Courses - P.M.U.
Date: 11/02/2003
COUR DE CASSATION – 1ère CHAMBRE CIVILE – 11/02/2003

Messieurs X et Y, propriétaires de trois chevaux de course, ont conclu avec Monsieur Z. entraîneur, une convention portant la mention « carrière de course chez Monsieur Z. ».

Messieurs X et Y ayant repris leurs chevaux moins d’un an après la signature de la convention, Monsieur Z. les avait assignés en dommages et intérêts pour rupture abusive du contrat.

Condamnés par la Cour d’Appel à payer d’importantes sommes, X et Y avaient tenté un pourvoi.

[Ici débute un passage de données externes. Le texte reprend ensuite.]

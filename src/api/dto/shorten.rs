//! DTOs for link shortening endpoint.

use chrono::{DateTime, Utc};
use regex::Regex;
use serde::{Deserialize, Serialize};
use std::sync::LazyLock;
use validator::Validate;

use crate::application::services::link_service::MAX_EXPIRATION_DAYS;
use crate::domain::entities::{Link, LinkRequest};

/// Compiled regex for alias validation.
static ALIAS_REGEX: LazyLock<Regex> =
    LazyLock::new(|| Regex::new(r"^[A-Za-z0-9_-]+$").expect("alias regex is valid"));

/// Request to shorten a single URL.
#[derive(Debug, Deserialize, Validate)]
pub struct ShortenRequest {
    /// The original URL (HTTP/HTTPS). Format is checked by the service.
    #[validate(length(min = 1, message = "The URL field cannot be empty."))]
    pub url: String,

    /// Optional custom short code.
    #[validate(length(min = 1, max = 64))]
    #[validate(regex(path = "*ALIAS_REGEX", message = "Alias may only contain letters, digits, '-' and '_'"))]
    pub alias: Option<String>,

    /// Lifetime of the mapping in days.
    #[validate(range(min = 1, max = MAX_EXPIRATION_DAYS, message = "Invalid expiration value."))]
    pub expiration_days: i64,
}

impl From<ShortenRequest> for LinkRequest {
    fn from(request: ShortenRequest) -> Self {
        LinkRequest {
            long_url: request.url,
            alias: request.alias,
            expiration_days: Some(request.expiration_days),
        }
    }
}

/// Created short link.
#[derive(Debug, Serialize)]
pub struct ShortenResponse {
    pub code: String,
    pub short_url: String,
    pub metrics_url: String,
    pub long_url: String,
    pub expires_at: DateTime<Utc>,
}

impl ShortenResponse {
    pub fn from_link(link: Link, short_url: String, metrics_url: String) -> Self {
        Self {
            code: link.code,
            short_url,
            metrics_url,
            long_url: link.long_url,
            expires_at: link.expires_at,
        }
    }
}
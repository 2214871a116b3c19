//! Key-value store handles shared by the repositories.
//!
//! [`RedisStore`] is the production backend. [`MemoryStore`] keeps the same
//! expiry semantics in-process for local runs and tests.

pub mod error;
pub mod memory_store;
pub mod redis_store;

pub use error::{StoreError, StoreResult};
pub use memory_store::MemoryStore;
pub use redis_store::{RedisStore, StoreOptions};
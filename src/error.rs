//! Application error type and HTTP response mapping.
//!
//! Every fallible operation in the service returns [`AppError`]. The variants
//! mirror the four outcomes a caller has to tell apart:
//!
//! | Variant              | HTTP | Meaning                                        |
//! |----------------------|------|------------------------------------------------|
//! | `InvalidInput`       | 400  | Bad form/API input, empty code on lookup       |
//! | `AliasTaken`         | 409  | Custom alias collides with a live mapping      |
//! | `NotFound`           | 404  | No live mapping for the short code             |
//! | `StoreUnavailable`   | 500  | Key-value store unreachable, failed, timed out |

use axum::{
    Json,
    extract::rejection::JsonRejection,
    http::StatusCode,
    response::{IntoResponse, Response},
};
use serde::Serialize;
use serde_json::{Value, json};

#[derive(Serialize)]
struct ErrorBody {
    error: ErrorInfo,
}

/// Machine-readable error payload used in JSON responses.
#[derive(Debug, Serialize)]
pub struct ErrorInfo {
    pub code: &'static str,
    pub message: String,
    pub details: Value,
}

#[derive(Debug, thiserror::Error)]
pub enum AppError {
    #[error("{message}")]
    InvalidInput { message: String, details: Value },

    #[error("Alias already taken.")]
    AliasTaken { alias: String },

    #[error("{message}")]
    NotFound { message: String, details: Value },

    #[error("{message}")]
    StoreUnavailable { message: String, details: Value },
}

impl AppError {
    pub fn invalid_input(message: impl Into<String>, details: Value) -> Self {
        Self::InvalidInput {
            message: message.into(),
            details,
        }
    }

    pub fn alias_taken(alias: impl Into<String>) -> Self {
        Self::AliasTaken {
            alias: alias.into(),
        }
    }

    pub fn not_found(message: impl Into<String>, details: Value) -> Self {
        Self::NotFound {
            message: message.into(),
            details,
        }
    }

    pub fn store_unavailable(message: impl Into<String>, details: Value) -> Self {
        Self::StoreUnavailable {
            message: message.into(),
            details,
        }
    }

    pub fn status_code(&self) -> StatusCode {
        match self {
            AppError::InvalidInput { .. } => StatusCode::BAD_REQUEST,
            AppError::AliasTaken { .. } => StatusCode::CONFLICT,
            AppError::NotFound { .. } => StatusCode::NOT_FOUND,
            AppError::StoreUnavailable { .. } => StatusCode::INTERNAL_SERVER_ERROR,
        }
    }

    pub fn error_code(&self) -> &'static str {
        match self {
            AppError::InvalidInput { .. } => "invalid_input",
            AppError::AliasTaken { .. } => "alias_taken",
            AppError::NotFound { .. } => "not_found",
            AppError::StoreUnavailable { .. } => "store_unavailable",
        }
    }

    pub fn to_error_info(&self) -> ErrorInfo {
        let details = match self {
            AppError::InvalidInput { details, .. }
            | AppError::NotFound { details, .. }
            | AppError::StoreUnavailable { details, .. } => details.clone(),
            AppError::AliasTaken { alias } => json!({ "alias": alias }),
        };

        ErrorInfo {
            code: self.error_code(),
            message: self.to_string(),
            details,
        }
    }

    /// Plain-text response for browser-facing routes (redirect, metrics page).
    ///
    /// Store failures are reported with a generic body so backend details
    /// never reach the visitor.
    pub fn into_plain_response(self) -> Response {
        let status = self.status_code();
        let body = match &self {
            AppError::StoreUnavailable { .. } => "Internal Server Error".to_string(),
            other => other.to_string(),
        };

        (status, body).into_response()
    }
}

impl IntoResponse for AppError {
    fn into_response(self) -> Response {
        let status = self.status_code();
        let body = ErrorBody {
            error: self.to_error_info(),
        };

        (status, Json(body)).into_response()
    }
}

impl From<validator::ValidationErrors> for AppError {
    fn from(errors: validator::ValidationErrors) -> Self {
        let details = serde_json::to_value(&errors).unwrap_or_else(|_| json!({}));
        AppError::invalid_input("Request validation failed", details)
    }
}

impl From<JsonRejection> for AppError {
    fn from(rejection: JsonRejection) -> Self {
        AppError::invalid_input(
            "Invalid request body.",
            json!({ "reason": rejection.body_text() }),
        )
    }
}
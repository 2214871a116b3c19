//! Data Transfer Objects for API requests and responses.
//!
//! All DTOs use Serde for JSON serialization/deserialization and validator
//! for input validation.

pub mod health;
pub mod metrics;
pub mod shorten;
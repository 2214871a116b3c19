//! Link creation and resolution service.

use std::sync::Arc;
use std::time::Duration;

use crate::domain::entities::{Link, LinkRequest};
use crate::domain::repositories::{LinkRepository, MetricsRepository};
use crate::error::AppError;
use crate::utils::clock::Clock;
use crate::utils::code_generator::{CodeGenerator, validate_alias};
use crate::utils::url_validator::{UrlValidationError, validate_url};
use serde_json::json;
use tracing::{debug, info};

/// Upper bound for the expiration day count.
pub const MAX_EXPIRATION_DAYS: i64 = 3650;

const SECONDS_PER_DAY: u64 = 24 * 60 * 60;

/// Service for creating and resolving short links.
///
/// Validates input, guards aliases against collisions, generates codes and
/// writes mappings. A code's counter is reset only after this service has
/// won the write for it, so a code reused after expiry starts from zero and a
/// rejected request never touches a live counter.
pub struct LinkService {
    link_repository: Arc<dyn LinkRepository>,
    metrics_repository: Arc<dyn MetricsRepository>,
    generator: CodeGenerator,
    clock: Arc<dyn Clock>,
}

impl LinkService {
    /// Creates a new link service.
    pub fn new(
        link_repository: Arc<dyn LinkRepository>,
        metrics_repository: Arc<dyn MetricsRepository>,
        generator: CodeGenerator,
        clock: Arc<dyn Clock>,
    ) -> Self {
        Self {
            link_repository,
            metrics_repository,
            generator,
            clock,
        }
    }

    /// Creates a short link.
    ///
    /// Input is checked in order: URL, then expiration, then alias. No store
    /// call and no code generation happen until all three pass.
    ///
    /// # Code Selection
    ///
    /// - With an alias: rejected with [`AppError::AliasTaken`] if the alias is live
    /// - Without: a generated code, retried up to 10 times on collision
    ///
    /// # Errors
    ///
    /// Returns [`AppError::InvalidInput`] if:
    /// - URL is empty, malformed or not HTTP(S)
    /// - Expiration is missing, not an integer, or outside 1..=3650 days
    /// - Alias contains characters outside `[A-Za-z0-9_-]`
    ///
    /// Returns [`AppError::AliasTaken`] if the alias has a live mapping.
    /// Returns [`AppError::StoreUnavailable`] on store failure.
    pub async fn shorten(&self, request: LinkRequest) -> Result<Link, AppError> {
        let long_url = validate_url(&request.long_url).map_err(|e| match e {
            UrlValidationError::Empty => {
                AppError::invalid_input(e.to_string(), json!({ "field": "url" }))
            }
            other => AppError::invalid_input(
                "Invalid URL.",
                json!({ "field": "url", "reason": other.to_string() }),
            ),
        })?;

        let ttl = expiration_ttl(request.expiration_days)?;

        if let Some(alias) = &request.alias {
            validate_alias(alias)?;
        }

        let code = match request.alias {
            Some(alias) => self.claim_alias(alias, long_url, ttl).await?,
            None => self.claim_generated_code(long_url, ttl).await?,
        };

        let expires_at = self.clock.now() + chrono::Duration::seconds(ttl.as_secs() as i64);

        info!(code = %code, "Short link created");

        Ok(Link::new(code, long_url.to_string(), expires_at))
    }

    /// Resolves a short code to its long URL.
    ///
    /// # Errors
    ///
    /// Returns [`AppError::InvalidInput`] if `code` is empty.
    /// Returns [`AppError::NotFound`] if no live mapping exists.
    /// Returns [`AppError::StoreUnavailable`] on store failure.
    pub async fn resolve(&self, code: &str) -> Result<String, AppError> {
        if code.is_empty() {
            return Err(AppError::invalid_input("Invalid URL", json!({})));
        }

        self.link_repository.get(code).await
    }

    /// Constructs the public short URL for a code.
    pub fn short_url(base_url: &str, code: &str) -> String {
        format!("{}/r/{}", base_url.trim_end_matches('/'), code)
    }

    /// Constructs the public metrics page URL for a code.
    pub fn metrics_url(base_url: &str, code: &str) -> String {
        format!("{}/metrics/{}", base_url.trim_end_matches('/'), code)
    }

    /// Checks that the backing store answers.
    pub async fn health_check(&self) -> bool {
        self.link_repository.ping().await
    }

    async fn claim_alias(
        &self,
        alias: String,
        long_url: &str,
        ttl: Duration,
    ) -> Result<String, AppError> {
        if self.link_repository.exists(&alias).await? {
            return Err(AppError::alias_taken(alias));
        }

        if !self
            .link_repository
            .put_if_absent(&alias, long_url, ttl)
            .await?
        {
            return Err(AppError::alias_taken(alias));
        }

        self.metrics_repository.reset(&alias).await?;

        Ok(alias)
    }

    /// Generates codes until one is free, attempting up to 10 times.
    async fn claim_generated_code(&self, long_url: &str, ttl: Duration) -> Result<String, AppError> {
        const MAX_ATTEMPTS: usize = 10;

        for attempt in 1..=MAX_ATTEMPTS {
            let code = self.generator.generate();

            if self.link_repository.exists(&code).await? {
                debug!(code = %code, attempt, "Generated code collides with a live link");
                continue;
            }

            if self
                .link_repository
                .put_if_absent(&code, long_url, ttl)
                .await?
            {
                self.metrics_repository.reset(&code).await?;
                return Ok(code);
            }

            debug!(code = %code, attempt, "Lost the write for a generated code");
        }

        Err(AppError::store_unavailable(
            "Failed to generate unique code",
            json!({ "reason": "Too many collisions" }),
        ))
    }
}

/// Converts a day count into a TTL.
///
/// # Errors
///
/// Returns [`AppError::InvalidInput`] unless `days` is in 1..=[`MAX_EXPIRATION_DAYS`].
pub fn expiration_ttl(days: Option<i64>) -> Result<Duration, AppError> {
    match days {
        Some(days) if (1..=MAX_EXPIRATION_DAYS).contains(&days) => {
            Ok(Duration::from_secs(days.unsigned_abs() * SECONDS_PER_DAY))
        }
        _ => Err(AppError::invalid_input(
            "Invalid expiration value.",
            json!({ "field": "expiration", "min": 1, "max": MAX_EXPIRATION_DAYS }),
        )),
    }
}
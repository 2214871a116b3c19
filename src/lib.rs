//! # tinylink
//!
//! A small URL shortener built with Axum and Redis.
//!
//! ## Architecture
//!
//! This crate follows Clean Architecture principles with clear layer separation:
//!
//! - **Domain Layer** ([`domain`]) - Entities, repository traits, visit queue
//! - **Application Layer** ([`application`]) - Link creation, resolution and metrics
//! - **Infrastructure Layer** ([`infrastructure`]) - Redis and in-memory stores
//! - **API Layer** ([`api`]) - JSON API, redirect and health handlers
//! - **Web Layer** ([`web`]) - Server-rendered pages
//!
//! ## Features
//!
//! - Timestamp-derived short codes or custom aliases
//! - Per-link expiration backed by native Redis key TTLs
//! - Best-effort visit counting off the redirect path
//! - Bounded timeouts and retries on every store call
//!
//! ## Quick Start
//!
//! ```bash
//! export REDIS_URL="redis://localhost:6379/0"
//! export APP_URI="http://localhost:8080/"
//!
//! cargo run
//! ```
//!
//! Set `STORE_BACKEND=memory` to run without Redis.
//!
//! ## Configuration
//!
//! Service configuration is loaded from environment variables via [`config::Config`].
//! See [`config`] module for available options.

pub mod api;
pub mod application;
pub mod domain;
pub mod error;
pub mod infrastructure;
pub mod state;
pub mod utils;

pub mod config;
pub mod server;

pub mod routes;
pub mod web;

pub use error::AppError;
pub use state::AppState;

/// Commonly used types for external consumers.
///
/// Re-exports frequently used types to simplify imports for library users
/// and integration tests.
pub mod prelude {
    pub use crate::application::services::{LinkService, StatsService};
    pub use crate::domain::entities::{Link, LinkMetrics, LinkRequest};
    pub use crate::error::AppError;
    pub use crate::state::AppState;
}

La Cour relève : « qu’après avoir qualifié la convention liant les parties de contrat de mise en pension et d’entraînement, la Cour d’Appel a retenu, par motifs propres et adoptés, que la référence à                         la « carrière de course » était dépourvue de toute ambiguité et que le contrat avait pour finalité de confier les chevaux à un entraîneur pour optimiser le rendement en course des chevaux faisant ainsi                      ressortir que l’obligation de garde n’était que l’accessoire de l’obligation principale d’entraînement ; qu’elle a ensuite relevé que la mention « carrière de course » constituait le terme fixé pour les                         relations contractuelles entre les parties, c’est-à-dire à l’issue de la carrière de course de chaque cheval, laquelle expire le 31 décembre de l’année de ses 10 ans ; qu’elle a dès lors justement déduit                      de cette analyse que le contrat litigieux était à durée déterminée et n’était pas révocable à tout moment ».

Le recours de X. et Y. est donc définitivement rejeté.